(Beginning of EXTRACTED DATA)

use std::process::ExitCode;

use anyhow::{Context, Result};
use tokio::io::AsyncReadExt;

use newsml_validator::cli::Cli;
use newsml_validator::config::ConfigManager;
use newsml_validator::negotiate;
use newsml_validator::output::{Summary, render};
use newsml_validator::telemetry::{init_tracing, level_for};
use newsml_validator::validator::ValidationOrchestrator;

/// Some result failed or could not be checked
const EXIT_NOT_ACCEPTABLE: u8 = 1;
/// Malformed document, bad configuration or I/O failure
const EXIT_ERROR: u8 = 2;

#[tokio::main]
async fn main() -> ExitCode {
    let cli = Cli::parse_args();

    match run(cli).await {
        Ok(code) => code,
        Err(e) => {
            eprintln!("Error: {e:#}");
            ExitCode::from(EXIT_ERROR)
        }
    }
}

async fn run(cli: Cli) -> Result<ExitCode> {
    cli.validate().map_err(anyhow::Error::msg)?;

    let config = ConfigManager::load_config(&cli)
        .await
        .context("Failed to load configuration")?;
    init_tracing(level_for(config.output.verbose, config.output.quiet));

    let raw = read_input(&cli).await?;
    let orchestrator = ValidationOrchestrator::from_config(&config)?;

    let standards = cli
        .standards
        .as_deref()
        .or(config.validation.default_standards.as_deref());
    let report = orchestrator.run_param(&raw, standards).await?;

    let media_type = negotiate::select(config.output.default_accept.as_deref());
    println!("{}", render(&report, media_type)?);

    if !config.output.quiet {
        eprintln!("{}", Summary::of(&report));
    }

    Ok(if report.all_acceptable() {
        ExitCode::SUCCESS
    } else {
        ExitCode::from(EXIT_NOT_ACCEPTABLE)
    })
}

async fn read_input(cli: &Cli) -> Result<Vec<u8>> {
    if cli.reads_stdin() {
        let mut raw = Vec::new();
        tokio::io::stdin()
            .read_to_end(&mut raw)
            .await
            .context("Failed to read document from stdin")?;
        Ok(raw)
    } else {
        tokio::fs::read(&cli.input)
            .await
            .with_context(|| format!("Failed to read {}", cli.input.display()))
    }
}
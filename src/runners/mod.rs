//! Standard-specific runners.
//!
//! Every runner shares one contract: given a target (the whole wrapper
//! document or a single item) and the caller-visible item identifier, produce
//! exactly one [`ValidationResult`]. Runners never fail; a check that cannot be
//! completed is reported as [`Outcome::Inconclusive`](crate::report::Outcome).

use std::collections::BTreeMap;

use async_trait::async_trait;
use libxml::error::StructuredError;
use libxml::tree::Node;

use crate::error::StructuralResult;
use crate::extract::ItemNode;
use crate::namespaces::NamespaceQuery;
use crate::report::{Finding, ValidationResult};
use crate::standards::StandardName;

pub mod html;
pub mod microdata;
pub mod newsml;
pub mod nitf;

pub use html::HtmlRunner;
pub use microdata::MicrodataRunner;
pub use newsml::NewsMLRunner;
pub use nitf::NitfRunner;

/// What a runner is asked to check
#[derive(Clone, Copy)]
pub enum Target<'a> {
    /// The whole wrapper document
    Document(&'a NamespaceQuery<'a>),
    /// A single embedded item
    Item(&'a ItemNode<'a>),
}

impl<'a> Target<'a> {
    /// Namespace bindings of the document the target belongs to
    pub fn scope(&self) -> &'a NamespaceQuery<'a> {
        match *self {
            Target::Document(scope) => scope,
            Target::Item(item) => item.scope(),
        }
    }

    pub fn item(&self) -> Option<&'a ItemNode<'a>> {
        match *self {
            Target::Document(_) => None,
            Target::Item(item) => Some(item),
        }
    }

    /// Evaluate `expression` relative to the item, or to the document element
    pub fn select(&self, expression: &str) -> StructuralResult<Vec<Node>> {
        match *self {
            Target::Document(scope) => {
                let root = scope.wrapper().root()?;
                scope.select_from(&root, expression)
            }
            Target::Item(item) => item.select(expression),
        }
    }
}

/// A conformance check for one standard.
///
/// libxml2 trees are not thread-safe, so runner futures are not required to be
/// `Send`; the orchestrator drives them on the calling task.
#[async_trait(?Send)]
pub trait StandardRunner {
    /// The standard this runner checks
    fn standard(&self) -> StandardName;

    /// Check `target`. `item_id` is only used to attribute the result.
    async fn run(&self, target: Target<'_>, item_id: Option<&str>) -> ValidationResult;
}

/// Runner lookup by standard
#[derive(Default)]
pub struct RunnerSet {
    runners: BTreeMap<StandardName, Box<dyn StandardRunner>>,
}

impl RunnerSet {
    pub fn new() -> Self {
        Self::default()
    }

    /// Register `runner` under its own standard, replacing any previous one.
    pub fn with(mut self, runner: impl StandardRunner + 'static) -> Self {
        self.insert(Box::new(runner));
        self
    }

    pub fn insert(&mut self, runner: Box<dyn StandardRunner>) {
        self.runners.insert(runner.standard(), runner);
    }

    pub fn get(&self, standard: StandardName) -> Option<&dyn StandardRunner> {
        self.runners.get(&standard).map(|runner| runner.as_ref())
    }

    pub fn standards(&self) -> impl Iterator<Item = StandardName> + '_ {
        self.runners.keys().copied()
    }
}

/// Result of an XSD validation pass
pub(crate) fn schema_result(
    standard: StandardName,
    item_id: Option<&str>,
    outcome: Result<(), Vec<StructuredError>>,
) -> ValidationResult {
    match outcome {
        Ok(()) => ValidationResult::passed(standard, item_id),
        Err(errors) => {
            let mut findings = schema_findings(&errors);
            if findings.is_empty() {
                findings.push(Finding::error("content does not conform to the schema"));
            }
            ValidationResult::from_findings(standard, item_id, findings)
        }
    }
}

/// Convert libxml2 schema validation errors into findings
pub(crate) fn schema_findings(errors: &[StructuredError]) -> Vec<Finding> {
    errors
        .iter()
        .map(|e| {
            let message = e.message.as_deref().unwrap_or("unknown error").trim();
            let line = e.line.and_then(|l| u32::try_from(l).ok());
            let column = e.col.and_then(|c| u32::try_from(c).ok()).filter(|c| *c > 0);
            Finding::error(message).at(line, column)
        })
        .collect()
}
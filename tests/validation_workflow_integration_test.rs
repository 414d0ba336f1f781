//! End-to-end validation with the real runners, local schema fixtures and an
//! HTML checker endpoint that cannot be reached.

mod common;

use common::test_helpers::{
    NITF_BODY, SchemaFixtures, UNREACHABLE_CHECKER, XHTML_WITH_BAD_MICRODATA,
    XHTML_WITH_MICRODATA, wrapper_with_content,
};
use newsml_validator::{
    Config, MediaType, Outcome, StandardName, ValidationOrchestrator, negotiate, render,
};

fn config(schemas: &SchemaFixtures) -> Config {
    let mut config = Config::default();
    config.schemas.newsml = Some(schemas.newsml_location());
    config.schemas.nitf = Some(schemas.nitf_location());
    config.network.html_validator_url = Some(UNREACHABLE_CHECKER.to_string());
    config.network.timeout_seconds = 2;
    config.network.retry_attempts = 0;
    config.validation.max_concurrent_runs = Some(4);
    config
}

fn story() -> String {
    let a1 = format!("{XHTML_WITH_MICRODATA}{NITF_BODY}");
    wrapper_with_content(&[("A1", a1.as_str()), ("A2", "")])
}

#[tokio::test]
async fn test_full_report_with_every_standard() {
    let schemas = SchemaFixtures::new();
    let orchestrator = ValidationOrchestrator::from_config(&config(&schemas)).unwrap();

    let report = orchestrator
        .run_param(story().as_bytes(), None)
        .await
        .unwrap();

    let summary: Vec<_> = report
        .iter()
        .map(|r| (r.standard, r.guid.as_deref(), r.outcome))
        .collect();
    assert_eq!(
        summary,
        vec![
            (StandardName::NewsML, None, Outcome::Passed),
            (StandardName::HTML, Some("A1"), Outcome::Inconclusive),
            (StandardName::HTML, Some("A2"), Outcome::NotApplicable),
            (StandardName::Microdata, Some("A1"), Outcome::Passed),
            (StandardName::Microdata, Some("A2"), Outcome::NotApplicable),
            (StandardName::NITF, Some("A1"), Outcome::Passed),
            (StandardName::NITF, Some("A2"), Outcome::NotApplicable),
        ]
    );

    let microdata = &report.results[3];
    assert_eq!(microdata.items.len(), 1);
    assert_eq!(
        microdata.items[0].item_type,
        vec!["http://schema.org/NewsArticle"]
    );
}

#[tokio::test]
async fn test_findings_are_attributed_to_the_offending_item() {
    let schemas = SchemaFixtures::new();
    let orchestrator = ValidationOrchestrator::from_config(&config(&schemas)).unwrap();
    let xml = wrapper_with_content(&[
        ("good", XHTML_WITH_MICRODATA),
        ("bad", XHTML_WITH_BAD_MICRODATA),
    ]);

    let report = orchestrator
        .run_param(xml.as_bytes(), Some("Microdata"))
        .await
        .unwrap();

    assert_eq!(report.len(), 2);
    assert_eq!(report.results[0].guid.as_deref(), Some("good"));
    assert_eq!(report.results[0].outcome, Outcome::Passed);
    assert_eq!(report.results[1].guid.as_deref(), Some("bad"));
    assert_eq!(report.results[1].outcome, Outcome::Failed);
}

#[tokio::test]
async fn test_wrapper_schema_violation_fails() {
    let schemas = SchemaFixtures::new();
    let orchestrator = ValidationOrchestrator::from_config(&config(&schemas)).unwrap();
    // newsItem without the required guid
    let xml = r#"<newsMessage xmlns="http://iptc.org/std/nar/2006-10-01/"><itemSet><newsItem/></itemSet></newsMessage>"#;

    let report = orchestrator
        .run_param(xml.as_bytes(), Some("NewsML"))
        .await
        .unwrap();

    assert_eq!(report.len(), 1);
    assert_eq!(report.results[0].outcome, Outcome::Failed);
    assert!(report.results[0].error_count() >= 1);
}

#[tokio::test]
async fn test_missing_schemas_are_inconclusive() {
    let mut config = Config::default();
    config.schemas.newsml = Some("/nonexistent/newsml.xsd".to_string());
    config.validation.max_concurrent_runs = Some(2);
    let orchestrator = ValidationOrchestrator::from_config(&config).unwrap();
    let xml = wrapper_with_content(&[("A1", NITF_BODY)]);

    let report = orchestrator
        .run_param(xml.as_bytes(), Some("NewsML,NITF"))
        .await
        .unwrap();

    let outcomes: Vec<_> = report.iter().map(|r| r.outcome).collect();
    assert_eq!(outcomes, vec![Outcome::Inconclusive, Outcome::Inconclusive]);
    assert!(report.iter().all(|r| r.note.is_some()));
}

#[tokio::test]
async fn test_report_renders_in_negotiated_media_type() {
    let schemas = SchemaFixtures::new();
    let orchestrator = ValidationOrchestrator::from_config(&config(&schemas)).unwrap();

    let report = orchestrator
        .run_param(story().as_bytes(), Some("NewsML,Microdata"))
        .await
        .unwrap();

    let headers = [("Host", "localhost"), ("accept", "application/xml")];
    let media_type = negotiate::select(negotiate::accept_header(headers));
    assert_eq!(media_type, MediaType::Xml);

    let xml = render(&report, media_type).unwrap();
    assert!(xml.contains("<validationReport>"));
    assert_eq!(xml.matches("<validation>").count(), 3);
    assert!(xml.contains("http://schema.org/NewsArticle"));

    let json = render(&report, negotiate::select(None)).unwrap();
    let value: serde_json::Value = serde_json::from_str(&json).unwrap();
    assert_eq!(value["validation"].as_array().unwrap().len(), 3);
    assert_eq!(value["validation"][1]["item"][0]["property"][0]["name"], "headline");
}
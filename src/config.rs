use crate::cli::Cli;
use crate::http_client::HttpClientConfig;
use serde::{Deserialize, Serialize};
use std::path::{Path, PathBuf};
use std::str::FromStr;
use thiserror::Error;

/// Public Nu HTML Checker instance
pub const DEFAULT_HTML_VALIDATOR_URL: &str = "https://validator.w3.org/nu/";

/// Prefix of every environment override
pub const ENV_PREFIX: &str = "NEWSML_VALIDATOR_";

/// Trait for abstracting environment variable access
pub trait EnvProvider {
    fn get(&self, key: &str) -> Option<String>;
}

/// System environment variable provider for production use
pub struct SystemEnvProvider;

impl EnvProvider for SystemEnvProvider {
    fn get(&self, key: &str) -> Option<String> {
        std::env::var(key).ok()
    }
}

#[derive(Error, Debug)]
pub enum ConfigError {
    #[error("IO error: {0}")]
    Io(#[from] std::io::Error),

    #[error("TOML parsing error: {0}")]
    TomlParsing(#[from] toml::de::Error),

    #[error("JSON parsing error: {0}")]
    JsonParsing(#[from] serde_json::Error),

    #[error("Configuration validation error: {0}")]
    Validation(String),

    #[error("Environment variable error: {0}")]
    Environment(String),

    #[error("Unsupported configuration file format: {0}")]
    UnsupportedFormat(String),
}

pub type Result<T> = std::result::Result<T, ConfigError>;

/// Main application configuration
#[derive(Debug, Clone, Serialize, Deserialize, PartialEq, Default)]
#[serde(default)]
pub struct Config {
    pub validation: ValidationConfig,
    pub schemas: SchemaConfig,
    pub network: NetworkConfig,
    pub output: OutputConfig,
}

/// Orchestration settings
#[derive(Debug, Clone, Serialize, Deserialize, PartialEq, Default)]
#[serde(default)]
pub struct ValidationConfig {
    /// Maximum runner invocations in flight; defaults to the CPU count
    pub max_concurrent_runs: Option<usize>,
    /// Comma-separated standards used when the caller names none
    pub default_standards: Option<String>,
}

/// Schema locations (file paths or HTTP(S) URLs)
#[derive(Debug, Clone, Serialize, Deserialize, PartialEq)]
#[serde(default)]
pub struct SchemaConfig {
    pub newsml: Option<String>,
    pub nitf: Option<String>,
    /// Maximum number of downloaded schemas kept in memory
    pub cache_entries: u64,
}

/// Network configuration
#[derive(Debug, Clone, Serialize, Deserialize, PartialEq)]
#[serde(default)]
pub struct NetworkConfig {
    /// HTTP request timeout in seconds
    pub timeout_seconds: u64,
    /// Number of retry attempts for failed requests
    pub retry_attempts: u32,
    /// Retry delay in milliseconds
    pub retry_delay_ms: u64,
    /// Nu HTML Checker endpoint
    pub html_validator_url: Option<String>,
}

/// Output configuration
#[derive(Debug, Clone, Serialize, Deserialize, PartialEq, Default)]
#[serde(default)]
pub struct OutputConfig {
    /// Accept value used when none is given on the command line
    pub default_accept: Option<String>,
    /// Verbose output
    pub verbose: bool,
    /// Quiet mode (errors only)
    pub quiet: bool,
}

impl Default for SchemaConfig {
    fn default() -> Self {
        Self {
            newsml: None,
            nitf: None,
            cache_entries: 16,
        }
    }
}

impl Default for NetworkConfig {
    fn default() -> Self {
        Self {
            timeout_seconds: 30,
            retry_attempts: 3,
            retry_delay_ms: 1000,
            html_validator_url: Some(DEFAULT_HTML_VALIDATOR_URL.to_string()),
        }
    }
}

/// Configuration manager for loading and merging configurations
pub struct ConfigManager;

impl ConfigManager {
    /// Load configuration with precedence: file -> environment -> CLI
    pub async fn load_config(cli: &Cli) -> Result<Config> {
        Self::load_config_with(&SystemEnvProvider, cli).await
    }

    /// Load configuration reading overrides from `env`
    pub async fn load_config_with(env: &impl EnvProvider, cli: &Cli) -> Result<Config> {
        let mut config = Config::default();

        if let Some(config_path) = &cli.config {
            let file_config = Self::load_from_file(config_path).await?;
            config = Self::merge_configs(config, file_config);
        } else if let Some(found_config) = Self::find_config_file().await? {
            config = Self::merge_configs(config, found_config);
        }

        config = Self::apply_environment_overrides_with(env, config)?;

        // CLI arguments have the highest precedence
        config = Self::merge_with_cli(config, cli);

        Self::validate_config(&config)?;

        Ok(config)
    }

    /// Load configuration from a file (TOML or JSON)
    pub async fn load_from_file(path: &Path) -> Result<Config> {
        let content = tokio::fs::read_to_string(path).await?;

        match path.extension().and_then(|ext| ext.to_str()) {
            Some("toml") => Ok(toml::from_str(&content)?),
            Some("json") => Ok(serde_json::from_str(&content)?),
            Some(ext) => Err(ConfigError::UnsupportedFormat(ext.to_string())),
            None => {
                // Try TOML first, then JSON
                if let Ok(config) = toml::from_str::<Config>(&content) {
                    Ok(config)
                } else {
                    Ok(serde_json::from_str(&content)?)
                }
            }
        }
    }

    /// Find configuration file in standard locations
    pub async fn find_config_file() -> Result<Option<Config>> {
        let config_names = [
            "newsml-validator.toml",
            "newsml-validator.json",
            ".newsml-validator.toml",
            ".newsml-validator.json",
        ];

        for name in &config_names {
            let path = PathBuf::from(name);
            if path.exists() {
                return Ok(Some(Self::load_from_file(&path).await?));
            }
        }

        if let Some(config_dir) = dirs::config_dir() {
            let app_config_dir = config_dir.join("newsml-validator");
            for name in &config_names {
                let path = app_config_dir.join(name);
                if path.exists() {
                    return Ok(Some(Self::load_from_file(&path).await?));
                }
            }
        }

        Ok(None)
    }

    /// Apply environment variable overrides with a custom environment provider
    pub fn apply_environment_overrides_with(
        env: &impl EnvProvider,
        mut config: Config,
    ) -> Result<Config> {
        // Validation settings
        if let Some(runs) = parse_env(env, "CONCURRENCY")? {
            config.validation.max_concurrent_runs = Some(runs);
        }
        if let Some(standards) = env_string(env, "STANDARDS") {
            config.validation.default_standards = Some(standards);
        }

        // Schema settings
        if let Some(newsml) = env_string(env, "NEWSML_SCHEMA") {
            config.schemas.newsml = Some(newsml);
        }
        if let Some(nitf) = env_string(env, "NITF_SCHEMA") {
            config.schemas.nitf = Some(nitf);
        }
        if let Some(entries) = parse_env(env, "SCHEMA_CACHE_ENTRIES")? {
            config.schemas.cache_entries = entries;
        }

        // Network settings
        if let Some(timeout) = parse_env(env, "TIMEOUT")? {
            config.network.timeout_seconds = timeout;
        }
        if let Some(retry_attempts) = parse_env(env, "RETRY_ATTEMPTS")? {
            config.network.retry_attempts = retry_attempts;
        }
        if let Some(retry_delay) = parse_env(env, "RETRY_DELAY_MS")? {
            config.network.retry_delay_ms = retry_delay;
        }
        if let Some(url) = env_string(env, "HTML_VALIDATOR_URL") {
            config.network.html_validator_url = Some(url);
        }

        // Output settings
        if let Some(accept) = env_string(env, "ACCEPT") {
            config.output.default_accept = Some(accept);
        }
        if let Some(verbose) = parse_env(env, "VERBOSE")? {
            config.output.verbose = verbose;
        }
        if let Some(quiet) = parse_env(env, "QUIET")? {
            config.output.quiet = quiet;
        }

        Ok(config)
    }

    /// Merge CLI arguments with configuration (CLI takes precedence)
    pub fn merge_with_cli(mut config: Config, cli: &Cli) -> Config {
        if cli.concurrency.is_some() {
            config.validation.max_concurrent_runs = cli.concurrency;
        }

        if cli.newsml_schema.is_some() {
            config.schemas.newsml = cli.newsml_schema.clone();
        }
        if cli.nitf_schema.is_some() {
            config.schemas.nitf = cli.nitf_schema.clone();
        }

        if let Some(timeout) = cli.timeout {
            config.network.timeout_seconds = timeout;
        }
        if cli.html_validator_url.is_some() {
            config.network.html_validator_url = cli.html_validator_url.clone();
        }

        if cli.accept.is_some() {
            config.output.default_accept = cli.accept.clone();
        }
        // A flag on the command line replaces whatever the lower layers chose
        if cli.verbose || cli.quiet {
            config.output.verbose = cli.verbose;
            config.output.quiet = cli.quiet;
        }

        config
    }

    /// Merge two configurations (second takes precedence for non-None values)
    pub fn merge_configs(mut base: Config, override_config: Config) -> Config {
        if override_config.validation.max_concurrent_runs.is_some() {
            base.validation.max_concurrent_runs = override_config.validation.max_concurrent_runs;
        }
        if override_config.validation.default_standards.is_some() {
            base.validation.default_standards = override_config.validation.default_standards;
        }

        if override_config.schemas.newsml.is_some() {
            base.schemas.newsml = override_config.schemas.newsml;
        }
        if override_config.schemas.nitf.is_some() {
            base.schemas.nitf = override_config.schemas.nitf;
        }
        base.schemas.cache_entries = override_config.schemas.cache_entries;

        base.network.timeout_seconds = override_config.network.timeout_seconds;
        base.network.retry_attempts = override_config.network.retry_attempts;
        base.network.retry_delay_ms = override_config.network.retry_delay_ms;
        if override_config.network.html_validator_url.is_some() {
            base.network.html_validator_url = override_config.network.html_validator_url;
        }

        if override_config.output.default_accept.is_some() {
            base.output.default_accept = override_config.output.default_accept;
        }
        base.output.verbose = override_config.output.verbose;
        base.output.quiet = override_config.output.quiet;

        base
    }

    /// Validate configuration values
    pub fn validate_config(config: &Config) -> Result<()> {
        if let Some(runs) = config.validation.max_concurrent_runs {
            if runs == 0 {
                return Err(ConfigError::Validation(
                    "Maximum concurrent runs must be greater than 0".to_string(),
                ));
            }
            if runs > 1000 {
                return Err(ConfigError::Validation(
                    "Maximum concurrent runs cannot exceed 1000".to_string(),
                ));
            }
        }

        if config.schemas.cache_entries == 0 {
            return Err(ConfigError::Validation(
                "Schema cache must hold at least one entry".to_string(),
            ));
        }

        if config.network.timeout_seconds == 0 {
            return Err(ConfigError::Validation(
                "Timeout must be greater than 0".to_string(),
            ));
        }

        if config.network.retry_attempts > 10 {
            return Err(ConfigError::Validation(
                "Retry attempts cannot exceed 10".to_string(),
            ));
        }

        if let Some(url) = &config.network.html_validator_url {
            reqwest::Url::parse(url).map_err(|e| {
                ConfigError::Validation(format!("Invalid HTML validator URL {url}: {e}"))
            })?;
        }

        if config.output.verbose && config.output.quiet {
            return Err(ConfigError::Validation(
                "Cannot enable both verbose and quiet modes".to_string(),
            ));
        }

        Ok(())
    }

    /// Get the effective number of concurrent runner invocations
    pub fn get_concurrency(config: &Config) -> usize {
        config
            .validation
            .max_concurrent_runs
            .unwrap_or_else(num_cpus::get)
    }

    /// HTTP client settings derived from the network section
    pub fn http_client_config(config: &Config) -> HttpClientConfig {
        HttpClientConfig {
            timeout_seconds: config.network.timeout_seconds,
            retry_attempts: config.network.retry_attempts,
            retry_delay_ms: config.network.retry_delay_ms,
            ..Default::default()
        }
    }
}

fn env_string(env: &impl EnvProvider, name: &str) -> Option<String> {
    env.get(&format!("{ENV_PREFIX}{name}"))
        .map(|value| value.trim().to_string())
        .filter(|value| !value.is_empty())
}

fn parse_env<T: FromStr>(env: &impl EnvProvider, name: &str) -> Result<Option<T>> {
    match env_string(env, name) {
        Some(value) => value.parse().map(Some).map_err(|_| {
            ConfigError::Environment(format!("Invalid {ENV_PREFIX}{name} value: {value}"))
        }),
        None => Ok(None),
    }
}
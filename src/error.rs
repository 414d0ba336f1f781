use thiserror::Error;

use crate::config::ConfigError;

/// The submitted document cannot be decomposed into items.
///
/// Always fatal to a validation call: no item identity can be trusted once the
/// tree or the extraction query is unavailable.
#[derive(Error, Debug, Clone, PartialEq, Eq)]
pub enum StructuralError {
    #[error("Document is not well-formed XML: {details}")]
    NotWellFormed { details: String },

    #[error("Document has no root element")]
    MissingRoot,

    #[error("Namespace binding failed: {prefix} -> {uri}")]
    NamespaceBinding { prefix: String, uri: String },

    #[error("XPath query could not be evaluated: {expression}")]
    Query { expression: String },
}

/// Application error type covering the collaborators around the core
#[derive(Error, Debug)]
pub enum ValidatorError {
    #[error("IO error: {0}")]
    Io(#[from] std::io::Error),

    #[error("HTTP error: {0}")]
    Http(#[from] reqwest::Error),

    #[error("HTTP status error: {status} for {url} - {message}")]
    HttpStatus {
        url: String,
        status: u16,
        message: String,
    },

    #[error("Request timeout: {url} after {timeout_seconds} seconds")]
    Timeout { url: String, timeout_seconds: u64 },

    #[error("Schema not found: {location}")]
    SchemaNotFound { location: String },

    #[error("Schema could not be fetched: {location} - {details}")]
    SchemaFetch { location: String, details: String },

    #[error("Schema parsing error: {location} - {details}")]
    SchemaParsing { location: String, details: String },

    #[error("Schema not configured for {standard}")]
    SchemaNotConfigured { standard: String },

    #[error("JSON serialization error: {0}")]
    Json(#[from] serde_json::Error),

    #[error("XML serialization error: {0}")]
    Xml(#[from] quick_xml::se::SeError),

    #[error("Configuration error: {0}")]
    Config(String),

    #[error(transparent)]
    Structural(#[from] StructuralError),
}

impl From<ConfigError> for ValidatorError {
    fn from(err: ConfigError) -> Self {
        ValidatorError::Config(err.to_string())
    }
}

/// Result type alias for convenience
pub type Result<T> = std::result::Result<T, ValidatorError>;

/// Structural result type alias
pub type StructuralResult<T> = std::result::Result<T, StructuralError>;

(End of EXTRACTED DATA)

■ **WORK ITEM**:
Within the material above, transcribe exactly the lines that run from the line holding "use std::collections::BTreeMap;" through the line holding "pub mod html;".

■ **TASK OUTPUT**:
use std::collections::BTreeMap;

use async_trait::async_trait;
use libxml::error::StructuredError;
use libxml::tree::Node;

use crate::error::StructuralResult;
use crate::extract::ItemNode;
use crate::namespaces::NamespaceQuery;
use crate::report::{Finding, ValidationResult};
use crate::standards::StandardName;

pub mod html;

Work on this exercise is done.